Ark Valley provided an exhibit suggesting that the manufactured home was
last titled to Leonard and Gladys Tomlin and that Green Tree Financial Corporation
claimed a security interest in it.12 The title appears to have been issued in August of
1994. Neither the Tomlins nor Green Tree are parties to this adversary proceeding.
Their interests in the mobile home, if any, cannot be determined or protected in their
absence because they have no notice of the proceeding.

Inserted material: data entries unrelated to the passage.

use super::{CompletionClient, VllmClient};
use crate::guided::{DirectiveExtraction, GuidedParameterExtractor};
use crate::Result;

/// Builder for [`VllmClient`].
///
/// Keep this surface small; the only knob is when directive extraction runs.
#[derive(Debug, Clone, Default)]
pub struct VllmClientBuilder {
    directive_extraction: DirectiveExtraction,
}

impl VllmClientBuilder {
    pub fn new() -> Self {
        Self::default()
    }

    /// Start from the environment.
    ///
    /// - `VLLM_COMPAT_DIRECTIVE_EXTRACTION`: `always` or `opt-in` (default `opt-in`)
    pub fn from_env() -> Result<Self> {
        Ok(Self {
            directive_extraction: DirectiveExtraction::from_env()?,
        })
    }

    /// Decide whether directive extraction runs for requests that do not set
    /// `dynamic_request_guided`.
    pub fn directive_extraction(mut self, policy: DirectiveExtraction) -> Self {
        self.directive_extraction = policy;
        self
    }

    pub fn build<C: CompletionClient>(self, inner: C) -> VllmClient<C> {
        VllmClient::with_extractor(inner, GuidedParameterExtractor::new(self.directive_extraction))
    }
}
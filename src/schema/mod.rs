//! Model schema augmentation.
//!
//! The host describes each customizable model with a list of parameter
//! rules that drive its settings UI. The vLLM adapter exposes a few extra
//! knobs on top of whatever the inner client declares.

use serde::{Deserialize, Serialize};
use serde_json::Value;

use crate::params::{
    DYNAMIC_REQUEST_GUIDED, ENABLE_THINKING, GUIDED_GRAMMAR, GUIDED_JSON, GUIDED_REGEX,
    JSON_SCHEMA,
};

/// Localized text.
#[derive(Debug, Clone, Default, PartialEq, Eq, Serialize, Deserialize)]
pub struct I18nObject {
    #[serde(rename = "en_US")]
    pub en_us: String,
    #[serde(rename = "zh_Hans", default, skip_serializing_if = "Option::is_none")]
    pub zh_hans: Option<String>,
}

impl I18nObject {
    pub fn en(text: impl Into<String>) -> Self {
        Self {
            en_us: text.into(),
            zh_hans: None,
        }
    }

    pub fn with_zh_hans(mut self, text: impl Into<String>) -> Self {
        self.zh_hans = Some(text.into());
        self
    }
}

#[derive(Debug, Clone, Copy, PartialEq, Eq, Serialize, Deserialize)]
#[serde(rename_all = "lowercase")]
pub enum ParameterType {
    Float,
    Int,
    String,
    Boolean,
    Text,
}

/// One configurable request parameter.
#[derive(Debug, Clone, PartialEq, Serialize, Deserialize)]
pub struct ParameterRule {
    pub name: String,
    #[serde(default, skip_serializing_if = "Option::is_none")]
    pub use_template: Option<String>,
    pub label: I18nObject,
    #[serde(default, skip_serializing_if = "Option::is_none")]
    pub help: Option<I18nObject>,
    #[serde(rename = "type")]
    pub param_type: ParameterType,
    #[serde(default, skip_serializing_if = "Option::is_none")]
    pub default: Option<Value>,
    #[serde(default)]
    pub required: bool,
    #[serde(default, skip_serializing_if = "Vec::is_empty")]
    pub options: Vec<String>,
}

impl ParameterRule {
    pub fn new(name: impl Into<String>, param_type: ParameterType, label: I18nObject) -> Self {
        Self {
            name: name.into(),
            use_template: None,
            label,
            help: None,
            param_type,
            default: None,
            required: false,
            options: Vec::new(),
        }
    }

    pub fn with_help(mut self, help: I18nObject) -> Self {
        self.help = Some(help);
        self
    }

    pub fn with_default(mut self, default: Value) -> Self {
        self.default = Some(default);
        self
    }

    pub fn with_template(mut self, template: impl Into<String>) -> Self {
        self.use_template = Some(template.into());
        self
    }
}

/// Host-side description of a customizable model.
#[derive(Debug, Clone, PartialEq, Serialize, Deserialize)]
pub struct ModelSchema {
    pub model: String,
    pub label: I18nObject,
    #[serde(default = "default_model_type")]
    pub model_type: String,
    #[serde(default)]
    pub model_properties: serde_json::Map<String, Value>,
    #[serde(default)]
    pub parameter_rules: Vec<ParameterRule>,
}

fn default_model_type() -> String {
    "llm".to_string()
}

impl ModelSchema {
    pub fn new(model: impl Into<String>) -> Self {
        let model = model.into();
        Self {
            label: I18nObject::en(model.clone()),
            model,
            model_type: default_model_type(),
            model_properties: serde_json::Map::new(),
            parameter_rules: Vec::new(),
        }
    }

    pub fn rule(&self, name: &str) -> Option<&ParameterRule> {
        self.parameter_rules.iter().find(|r| r.name == name)
    }
}

/// Parameter rules the adapter adds to every model.
pub fn vllm_parameter_rules() -> Vec<ParameterRule> {
    vec![
        ParameterRule::new(JSON_SCHEMA, ParameterType::String, I18nObject::en(JSON_SCHEMA))
            .with_template(JSON_SCHEMA),
        ParameterRule::new(
            ENABLE_THINKING,
            ParameterType::Boolean,
            I18nObject::en("Deep thinking").with_zh_hans("深度思考"),
        )
        .with_help(
            I18nObject::en(
                "Whether to enable deep thinking, applicable to various thinking mode models \
                 deployed on reasoning frameworks such as vLLM for example Qwen3 and deepseek-r1.",
            )
            .with_zh_hans("是否开启深度思考，适用于vLLM等推理框架部署的多种思考模式模型，例如Qwen3和deepseek-r1。"),
        )
        .with_default(Value::Bool(false)),
        ParameterRule::new(GUIDED_JSON, ParameterType::Text, I18nObject::en(GUIDED_JSON))
            .with_help(I18nObject::en(
                "guided_json in vllm, If specified, the output will follow the JSON schema.",
            )),
        ParameterRule::new(GUIDED_REGEX, ParameterType::Text, I18nObject::en(GUIDED_REGEX))
            .with_help(I18nObject::en(
                "If specified, the output will follow the regex pattern.",
            )),
        ParameterRule::new(
            GUIDED_GRAMMAR,
            ParameterType::Text,
            I18nObject::en(GUIDED_GRAMMAR),
        )
        .with_help(I18nObject::en(
            "If specified, the output will follow the context free grammar.",
        )),
        ParameterRule::new(
            DYNAMIC_REQUEST_GUIDED,
            ParameterType::Boolean,
            I18nObject::en("Dynamic Request Guided"),
        )
        .with_help(I18nObject::en(
            "If set to true, when the prompt has 2nd part and it's assistant, this provider \
             will use the assistant part as guided param.",
        ))
        .with_default(Value::Bool(false)),
    ]
}

/// Append the adapter's rules to `schema`, skipping names it already has.
pub fn augment_schema(schema: &mut ModelSchema) {
    for rule in vllm_parameter_rules() {
        if schema.rule(&rule.name).is_none() {
            schema.parameter_rules.push(rule);
        }
    }
}
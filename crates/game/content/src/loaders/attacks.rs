//! Attack catalog loader.

use std::collections::HashMap;

use anyhow::Context;
use crawl_core::Attack;

use super::LoadResult;

/// Registry of attacks keyed by name.
///
/// Loads the embedded RON catalog by default; deployments can layer extra
/// catalogs on top with [`AttackRegistry::merge_ron_str`].
#[derive(Debug, Clone, Default)]
pub struct AttackRegistry {
    attacks: HashMap<String, Attack>,
}

impl AttackRegistry {
    /// Loads the embedded catalog.
    pub fn load() -> LoadResult<Self> {
        let mut registry = Self::default();
        registry
            .merge_ron_str(include_str!("../../data/attacks.ron"))
            .context("failed to parse embedded attacks.ron")?;
        Ok(registry)
    }

    /// Parses a RON attack list and inserts every entry, replacing attacks
    /// that share a name.
    pub fn merge_ron_str(&mut self, source: &str) -> LoadResult<()> {
        let attacks: Vec<Attack> = ron::from_str(source)?;
        for attack in attacks {
            self.attacks.insert(attack.name.clone(), attack);
        }
        Ok(())
    }

    pub fn get(&self, name: &str) -> Option<&Attack> {
        self.attacks.get(name)
    }

    pub fn names(&self) -> impl Iterator<Item = &str> {
        self.attacks.keys().map(String::as_str)
    }

    pub fn len(&self) -> usize {
        self.attacks.len()
    }

    pub fn is_empty(&self) -> bool {
        self.attacks.is_empty()
    }
}
//! Log events emitted during turn resolution and the sink they flow into.
//!
//! Events are the only feedback channel the engine has: every observable
//! change (and every observable non-change, like a blocked move) produces an
//! event, and the visibility propagator decides per entity whether the event
//! is delivered. Spatially scoped events carry the locations needed for that
//! test; floor-scoped announcements are delivered to everyone.

use crate::direction::Direction;
use crate::state::{EntityId, Location, StatKind};

/// Lightweight entity identity embedded in event payloads.
#[derive(Clone, Debug, PartialEq, Eq)]
#[cfg_attr(feature = "serde", derive(serde::Serialize, serde::Deserialize))]
pub struct EntityRef {
    pub id: EntityId,
    pub name: String,
}

/// Something an entity could have observed this turn.
#[derive(Clone, Debug, PartialEq)]
#[cfg_attr(feature = "serde", derive(serde::Serialize, serde::Deserialize))]
#[cfg_attr(feature = "serde", serde(tag = "type", rename_all = "snake_case"))]
pub enum LogEvent {
    /// A movement attempt. A blocked attempt keeps `start == end`, which is
    /// the only signal observers get that nothing happened.
    Move {
        entity: EntityRef,
        start: Location,
        end: Location,
    },

    /// An attack was launched (independent of whether anything was hit).
    Attack {
        entity: EntityRef,
        attack: String,
        location: Location,
        direction: Direction,
    },

    /// A stat changed by the given applied delta.
    Stat {
        entity: EntityRef,
        location: Location,
        stat: StatKind,
        change: i32,
    },

    /// The entity spent its turn doing nothing.
    Wait { entity: EntityRef, location: Location },

    /// Floor-scoped narration (item chatter, revival announcements).
    Message { text: String },

    /// The entity dropped to zero hp and left the floor.
    Defeat { entity: EntityRef, location: Location },

    /// An attack failed its accuracy roll against this entity.
    Miss { entity: EntityRef, location: Location },

    /// A qualifying entity reached the stairs; the floor is over.
    Stairs { entity: EntityRef },

    /// Delivered to each entity carried onto a freshly generated floor.
    Start {
        floor_number: u32,
        width: u32,
        height: u32,
        location: Location,
    },

    /// Turn resolution finished; clients may sync.
    Done,
}

/// Sink for the filtered event stream of one entity.
///
/// Owned by the session/transport layer: a remote client feed, a replay
/// buffer, or an AI driver. The engine only ever pushes.
pub trait Controller {
    fn push_event(&mut self, event: LogEvent);
}

/// Controller that drops everything, for entities nobody is watching.
#[derive(Clone, Copy, Debug, Default)]
pub struct DiscardController;

impl Controller for DiscardController {
    fn push_event(&mut self, _event: LogEvent) {}
}
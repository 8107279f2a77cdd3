//! Boundaries to the subsystems the engine uses but does not implement.
//!
//! The engine reaches the outside world through two traits: a floor generator
//! (invoked on advancement) and an RNG oracle (accuracy rolls). The
//! [`CrawlEnv`] aggregate bundles them so callers can wire up only what a
//! given invocation actually needs.

mod rng;

pub use rng::{PcgRng, RngOracle, compute_seed};

use crate::state::{CrawlEntity, CrawlState, Dungeon};

/// External floor construction.
///
/// Called by the executor when a qualifying entity reaches the stairs. Must
/// behave as a deterministic pure function of its inputs; the engine performs
/// no retries.
pub trait FloorGenerator {
    /// Builds the state for `floor_number`, carrying exactly the given
    /// entities forward, or concludes the crawl when the dungeon has no such
    /// floor.
    fn advance_to_floor(
        &self,
        dungeon: &Dungeon,
        floor_number: u32,
        advancers: Vec<CrawlEntity>,
    ) -> Result<CrawlState, GenerateError>;
}

/// Floor construction failure.
#[derive(Clone, Debug, PartialEq, Eq, thiserror::Error)]
pub enum GenerateError {
    #[error("floor generation failed: {0}")]
    Failed(String),
}

/// Aggregates the external collaborators one execute() call may touch.
#[derive(Clone, Copy)]
pub struct CrawlEnv<'a> {
    generator: Option<&'a dyn FloorGenerator>,
    rng: Option<&'a dyn RngOracle>,
}

impl<'a> CrawlEnv<'a> {
    pub fn new(
        generator: Option<&'a dyn FloorGenerator>,
        rng: Option<&'a dyn RngOracle>,
    ) -> Self {
        Self { generator, rng }
    }

    pub fn with_all(generator: &'a dyn FloorGenerator, rng: &'a dyn RngOracle) -> Self {
        Self::new(Some(generator), Some(rng))
    }

    pub fn empty() -> Self {
        Self {
            generator: None,
            rng: None,
        }
    }

    /// Returns the floor generator, or an error if none was provided.
    pub fn generator(&self) -> Result<&'a dyn FloorGenerator, EnvError> {
        self.generator.ok_or(EnvError::GeneratorNotAvailable)
    }

    /// Returns the RNG oracle, or an error if none was provided.
    pub fn rng(&self) -> Result<&'a dyn RngOracle, EnvError> {
        self.rng.ok_or(EnvError::RngNotAvailable)
    }
}

/// A collaborator the current call needed but was not wired up with.
#[derive(Clone, Copy, Debug, PartialEq, Eq, thiserror::Error)]
pub enum EnvError {
    #[error("floor generator not available")]
    GeneratorNotAvailable,
    #[error("rng oracle not available")]
    RngNotAvailable,
}
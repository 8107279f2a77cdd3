//! Static game content consumed read-only by the engine's callers.
//!
//! This crate houses the attack catalog, the item blueprints, and the default
//! player loadout, plus RON loaders for overriding the attack catalog from
//! data files. Content never appears in crawl state directly: blueprints are
//! instantiated into entity-owned values at spawn time.

pub mod attacks;
pub mod items;
pub mod player;

#[cfg(feature = "loaders")]
pub mod loaders;

pub use player::{PlayerSpec, generate_player};

#[cfg(feature = "loaders")]
pub use loaders::AttackRegistry;
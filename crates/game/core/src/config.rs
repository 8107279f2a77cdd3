/// Engine constants and tunable balance parameters.
///
/// Everything here is a compile-time constant: the engine has no runtime
/// configuration surface of its own, and callers that want different balance
/// values are expected to fork the catalog, not the rules.
#[derive(Clone, Copy, Debug, Default, PartialEq, Eq)]
pub struct CrawlConfig;

impl CrawlConfig {
    /// Lower bound for stat modifier stages.
    pub const MODIFIER_MIN: i32 = -6;
    /// Upper bound for stat modifier stages.
    pub const MODIFIER_MAX: i32 = 6;

    /// Chebyshev distance within which entities see each other outside of
    /// shared room membership.
    pub const SIGHT_RANGE: u32 = 2;

    /// Half-width of the always-revealed box around an entity in the fog map.
    pub const FOG_REVEAL_RADIUS: i32 = 2;

    /// Candidate range for room-targeted attacks launched from a corridor.
    pub const CORRIDOR_TARGET_RANGE: u32 = 2;

    /// Flat energy drained from the attacker by any attack action.
    pub const ATTACK_ENERGY_COST: u32 = 1;
}
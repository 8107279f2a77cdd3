//! Turn resolution pipeline.
//!
//! [`execute`] is the single entry point through which state changes: it
//! dispatches on the action kind, then runs the post-resolution pass (death
//! filter, conclusion checks, floor advancement, fog refresh) in a fixed
//! order. The caller owns the state exclusively for the duration of one call
//! and receives the successor state back, which on floor advancement is a
//! wholesale replacement.

mod errors;

pub use errors::ExecuteError;

use crate::action::{Action, get_targets, is_valid_move};
use crate::combat::{Accuracy, Attack, OnHitEffect, compute_damage};
use crate::config::CrawlConfig;
use crate::direction::Direction;
use crate::env::{CrawlEnv, compute_seed};
use crate::event::LogEvent;
use crate::fog;
use crate::item::{ItemEffect, ItemHook};
use crate::state::{
    ConcludedCrawl, CrawlEntity, CrawlState, CrawlSummary, EntityId, InProgressCrawl, StatKind,
};

/// Resolves one submitted turn.
///
/// Invalid-but-submitted actions (an impossible move) resolve to a no-op with
/// an honest log event; malformed calls (unknown entity, concluded state) and
/// invariant violations fail with a descriptive error instead.
pub fn execute(
    env: &CrawlEnv<'_>,
    state: CrawlState,
    entity: EntityId,
    action: &Action,
) -> Result<CrawlState, ExecuteError> {
    let CrawlState::InProgress(mut crawl) = state else {
        return Err(ExecuteError::CrawlConcluded);
    };

    let actor = crawl
        .entities
        .iter()
        .position(|candidate| candidate.id == entity)
        .ok_or(ExecuteError::EntityNotFound(entity))?;

    match action {
        Action::Wait => execute_wait(&mut crawl, actor),
        Action::Move { direction } => execute_move(&mut crawl, actor, *direction),
        Action::Attack { attack, direction } => {
            execute_attack(env, &mut crawl, actor, attack, *direction)?;
        }
        Action::Item { .. } => {
            // Dispatch point for direct item invocation (use/throw/drop).
            // The capability registry is live (the death filter drives the
            // EntityDefeat hook below) but turn-action invocation is inert in
            // this core: the state passes through unchanged.
        }
    }

    crawl.nonce += 1;
    post_resolution(env, crawl)
}

fn execute_wait(crawl: &mut InProgressCrawl, actor: usize) {
    let entity = &crawl.entities[actor];
    let event = LogEvent::Wait {
        entity: entity.entity_ref(),
        location: entity.location,
    };
    crawl.propagate(event);
}

/// Applies a move, or honestly reports that nothing happened.
///
/// The event always goes out; a blocked attempt keeps `start == end`, which
/// is what lets clients render a bump animation.
fn execute_move(crawl: &mut InProgressCrawl, actor: usize, direction: Direction) {
    let start = crawl.entities[actor].location;

    if is_valid_move(crawl, &crawl.entities[actor], direction) {
        crawl.entities[actor].location = start.step(direction);
    }

    let entity = &crawl.entities[actor];
    let event = LogEvent::Move {
        entity: entity.entity_ref(),
        start,
        end: entity.location,
    };
    crawl.propagate(event);
}

fn execute_attack(
    env: &CrawlEnv<'_>,
    crawl: &mut InProgressCrawl,
    actor: usize,
    attack: &Attack,
    direction: Direction,
) -> Result<(), ExecuteError> {
    let (attacker_ref, attacker_location, attacker_id) = {
        let attacker = &crawl.entities[actor];
        (attacker.entity_ref(), attacker.location, attacker.id)
    };

    // Flat energy drain; attacks never gate on an empty meter.
    crawl.entities[actor]
        .stats
        .energy
        .change(-(CrawlConfig::ATTACK_ENERGY_COST as i32));

    crawl.propagate(LogEvent::Attack {
        entity: attacker_ref,
        attack: attack.name.clone(),
        location: attacker_location,
        direction,
    });

    let targets = get_targets(crawl, &crawl.entities[actor], direction, &attack.target);

    for (roll_index, target_id) in targets.into_iter().enumerate() {
        let hit = match attack.accuracy {
            Accuracy::Always => true,
            Accuracy::Percent(percent) => {
                let seed = compute_seed(crawl.seed, crawl.nonce, attacker_id.0, roll_index as u32);
                env.rng()?.roll_d100(seed) <= percent as u32
            }
        };

        let Some(target) = crawl
            .entities
            .iter()
            .position(|candidate| candidate.id == target_id)
        else {
            continue;
        };
        let (target_ref, target_location) = {
            let entity = &crawl.entities[target];
            (entity.entity_ref(), entity.location)
        };

        if !hit {
            crawl.propagate(LogEvent::Miss {
                entity: target_ref,
                location: target_location,
            });
            continue;
        }

        if attack.power.is_some() {
            let damage = compute_damage(&crawl.entities[actor], &crawl.entities[target]);
            let applied = crawl.entities[target].stats.hp.change(-damage);
            crawl.propagate(LogEvent::Stat {
                entity: target_ref.clone(),
                location: target_location,
                stat: StatKind::Hp,
                change: applied,
            });
        }

        for effect in &attack.on_hit {
            let OnHitEffect::StatChange { stat, amount } = *effect;
            let applied = apply_stat_change(&mut crawl.entities[target], stat, amount);
            crawl.propagate(LogEvent::Stat {
                entity: target_ref.clone(),
                location: target_location,
                stat,
                change: applied,
            });
        }
    }

    Ok(())
}

fn apply_stat_change(entity: &mut CrawlEntity, stat: StatKind, amount: i32) -> i32 {
    match stat {
        StatKind::Hp => entity.stats.hp.change(amount),
        StatKind::Energy => entity.stats.energy.change(amount),
        StatKind::Attack => entity.stats.attack.adjust(amount),
        StatKind::Defense => entity.stats.defense.adjust(amount),
    }
}

/// The fixed-order pass that follows every action.
fn post_resolution(
    env: &CrawlEnv<'_>,
    mut crawl: InProgressCrawl,
) -> Result<CrawlState, ExecuteError> {
    // 1. Death filter. Defeat hooks run first so a held reviver can pull its
    //    holder back before removal.
    let mut index = 0;
    while index < crawl.entities.len() {
        if !crawl.entities[index].is_defeated() {
            index += 1;
            continue;
        }

        run_defeat_hooks(&mut crawl, index);
        if !crawl.entities[index].is_defeated() {
            index += 1;
            continue;
        }

        let (entity_ref, location) = {
            let entity = &crawl.entities[index];
            (entity.entity_ref(), entity.location)
        };
        crawl.propagate(LogEvent::Defeat {
            entity: entity_ref,
            location,
        });
        crawl.entities.remove(index);
    }

    // 2. Nobody left who could clear the floor: the crawl is lost.
    if !crawl.entities.iter().any(|entity| entity.advances) {
        return Ok(CrawlState::Concluded(ConcludedCrawl {
            success: false,
            summary: CrawlSummary {
                dungeon: crawl.dungeon.name.clone(),
                floors_cleared: crawl.floor.number.saturating_sub(1),
            },
        }));
    }

    // 3. Floor-clear check: first qualifying entity in iteration order wins.
    let cleared = crawl
        .entities
        .iter()
        .find(|entity| {
            entity.advances && crawl.floor.map.tile_or_unknown(entity.location).stairs
        })
        .map(|entity| entity.entity_ref());
    if let Some(entity_ref) = cleared {
        crawl.propagate(LogEvent::Stairs { entity: entity_ref });
        let next_floor = crawl.floor.number + 1;
        let advancers: Vec<CrawlEntity> = crawl
            .entities
            .drain(..)
            .filter(|entity| entity.advances)
            .collect();
        let next = env
            .generator()?
            .advance_to_floor(&crawl.dungeon, next_floor, advancers)?;
        return Ok(next);
    }

    // 4. Fog refresh for every survivor.
    let InProgressCrawl { floor, entities, .. } = &mut crawl;
    for entity in entities.iter_mut() {
        fog::update_entity_map(&floor.map, entity)?;
    }

    Ok(CrawlState::InProgress(crawl))
}

/// Invokes the `EntityDefeat` capability of every held item, in slot order,
/// stopping early once the holder is back on its feet.
fn run_defeat_hooks(crawl: &mut InProgressCrawl, index: usize) {
    // Effect programs are data; cloning them out unties the item borrow from
    // the entity they are about to heal.
    let programs: Vec<(usize, Vec<ItemEffect>)> = crawl.entities[index]
        .held_items
        .iter()
        .enumerate()
        .filter_map(|(slot, item)| {
            item.effects(ItemHook::EntityDefeat)
                .map(|effects| (slot, effects.to_vec()))
        })
        .collect();

    for (slot, effects) in programs {
        if !crawl.entities[index].is_defeated() {
            break;
        }
        apply_item_effects(crawl, index, slot, &effects);
    }
}

/// Interprets one capability's effect program against its holder.
fn apply_item_effects(
    crawl: &mut InProgressCrawl,
    index: usize,
    slot: usize,
    effects: &[ItemEffect],
) {
    for effect in effects {
        let (entity_ref, location) = {
            let entity = &crawl.entities[index];
            (entity.entity_ref(), entity.location)
        };
        match effect {
            ItemEffect::RestoreHp(amount) => {
                let applied = crawl.entities[index].stats.hp.change(*amount as i32);
                crawl.propagate(LogEvent::Stat {
                    entity: entity_ref,
                    location,
                    stat: StatKind::Hp,
                    change: applied,
                });
            }
            ItemEffect::RestoreEnergy(amount) => {
                let applied = crawl.entities[index].stats.energy.change(*amount as i32);
                crawl.propagate(LogEvent::Stat {
                    entity: entity_ref,
                    location,
                    stat: StatKind::Energy,
                    change: applied,
                });
            }
            ItemEffect::InflictDamage(amount) => {
                let applied = crawl.entities[index].stats.hp.change(-(*amount as i32));
                crawl.propagate(LogEvent::Stat {
                    entity: entity_ref,
                    location,
                    stat: StatKind::Hp,
                    change: applied,
                });
            }
            ItemEffect::ReviveFull => {
                let stats = &mut crawl.entities[index].stats;
                stats.hp.current = stats.hp.max;
            }
            ItemEffect::Announce(template) => {
                let text = template.replace("{name}", &crawl.entities[index].name);
                crawl.propagate(LogEvent::Message { text });
            }
            ItemEffect::TransformInto(blueprint) => {
                if let Some(item) = crawl.entities[index].held_items.get_mut(slot) {
                    item.transform_into(blueprint);
                }
            }
        }
    }
}
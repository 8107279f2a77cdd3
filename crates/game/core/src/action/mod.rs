//! Actions an entity can submit for its turn.
//!
//! - `validate`: pure legality checks (the only action with real rules is
//!   movement)
//! - `targeting`: declarative target selectors and their resolver
//!
//! Execution itself lives in [`crate::engine`].

mod targeting;
mod validate;

pub use targeting::{TargetSelector, get_targets};
pub use validate::{is_valid, is_valid_move};

use crate::combat::Attack;
use crate::direction::Direction;
use crate::item::ItemVerb;

/// One submitted turn.
#[derive(Clone, Debug, PartialEq)]
#[cfg_attr(feature = "serde", derive(serde::Serialize, serde::Deserialize))]
pub enum Action {
    /// Do nothing this turn.
    Wait,
    /// Step one tile in the given direction.
    Move { direction: Direction },
    /// Launch an attack facing the given direction.
    Attack { attack: Attack, direction: Direction },
    /// Invoke a held item. Wired into the executor as a dispatch point but
    /// inert in this core: the state passes through unchanged.
    Item { action: ItemAction },
}

/// Which held item to invoke, and how.
#[derive(Clone, Copy, Debug, PartialEq, Eq)]
#[cfg_attr(feature = "serde", derive(serde::Serialize, serde::Deserialize))]
pub struct ItemAction {
    /// Index into the entity's held items.
    pub slot: usize,
    pub verb: ItemVerb,
}

impl Action {
    /// Returns the snake_case name of the action kind.
    ///
    /// Used for logging and serialization keys.
    pub fn as_snake_case(&self) -> &'static str {
        match self {
            Action::Wait => "wait",
            Action::Move { .. } => "move",
            Action::Attack { .. } => "attack",
            Action::Item { .. } => "item",
        }
    }
}
//! Attack data model and damage calculation.

mod damage;

pub use damage::compute_damage;

use crate::action::TargetSelector;
use crate::state::StatKind;

/// How an attack's hit chance resolves.
#[derive(Clone, Copy, Debug, PartialEq, Eq)]
#[cfg_attr(feature = "serde", derive(serde::Serialize, serde::Deserialize))]
pub enum Accuracy {
    /// Never rolls; always lands.
    Always,
    /// Lands on a d100 roll of at most this value.
    Percent(u8),
}

/// Secondary effect applied to each target an attack lands on.
#[derive(Clone, Copy, Debug, PartialEq, Eq)]
#[cfg_attr(feature = "serde", derive(serde::Serialize, serde::Deserialize))]
pub enum OnHitEffect {
    /// Shifts the target's stage for the named stat (or its meter, for hp
    /// and energy).
    StatChange { stat: StatKind, amount: i32 },
}

/// One named attack from the catalog.
///
/// `power` only gates whether the damage formula runs at all; a powerless
/// attack is a pure status move carried entirely by its `on_hit` effects.
#[derive(Clone, Debug, PartialEq)]
#[cfg_attr(feature = "serde", derive(serde::Serialize, serde::Deserialize))]
pub struct Attack {
    pub name: String,
    pub power: Option<u32>,
    pub accuracy: Accuracy,
    pub target: TargetSelector,
    pub on_hit: Vec<OnHitEffect>,
}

The Court may not be able to
render complete relief among debtor, the Trustee, and Ark Valley without them and,
if the present parties do not join them or explain their failure to do so, the Court is
obligated to do so.13

Conclusion and Orders

Ark Valley’s motion to dismiss is DENIED. Trial counsel are directed to appear
for a final pretrial status conference in this matter on November 7, 2014 at

11:00 a.m. at which time they should be prepared to address whether all necessary
parties have been properly joined in this adversary proceeding as well as any other
matters typically considered at final pretrial conference.14 Trial of this matter
remains scheduled for November 18, 2014, subject to further order of the Court.
# # #

12 Adv. Dkt. 34, p. 40.
13 See Fed. R. Civ. P. 19(a)(1) and (2); Fed. R. Bankr. P. 7019.
14 The Court entered the Final Pretrial Order in this matter on October 20, 2014. Adv. Dkt. 40.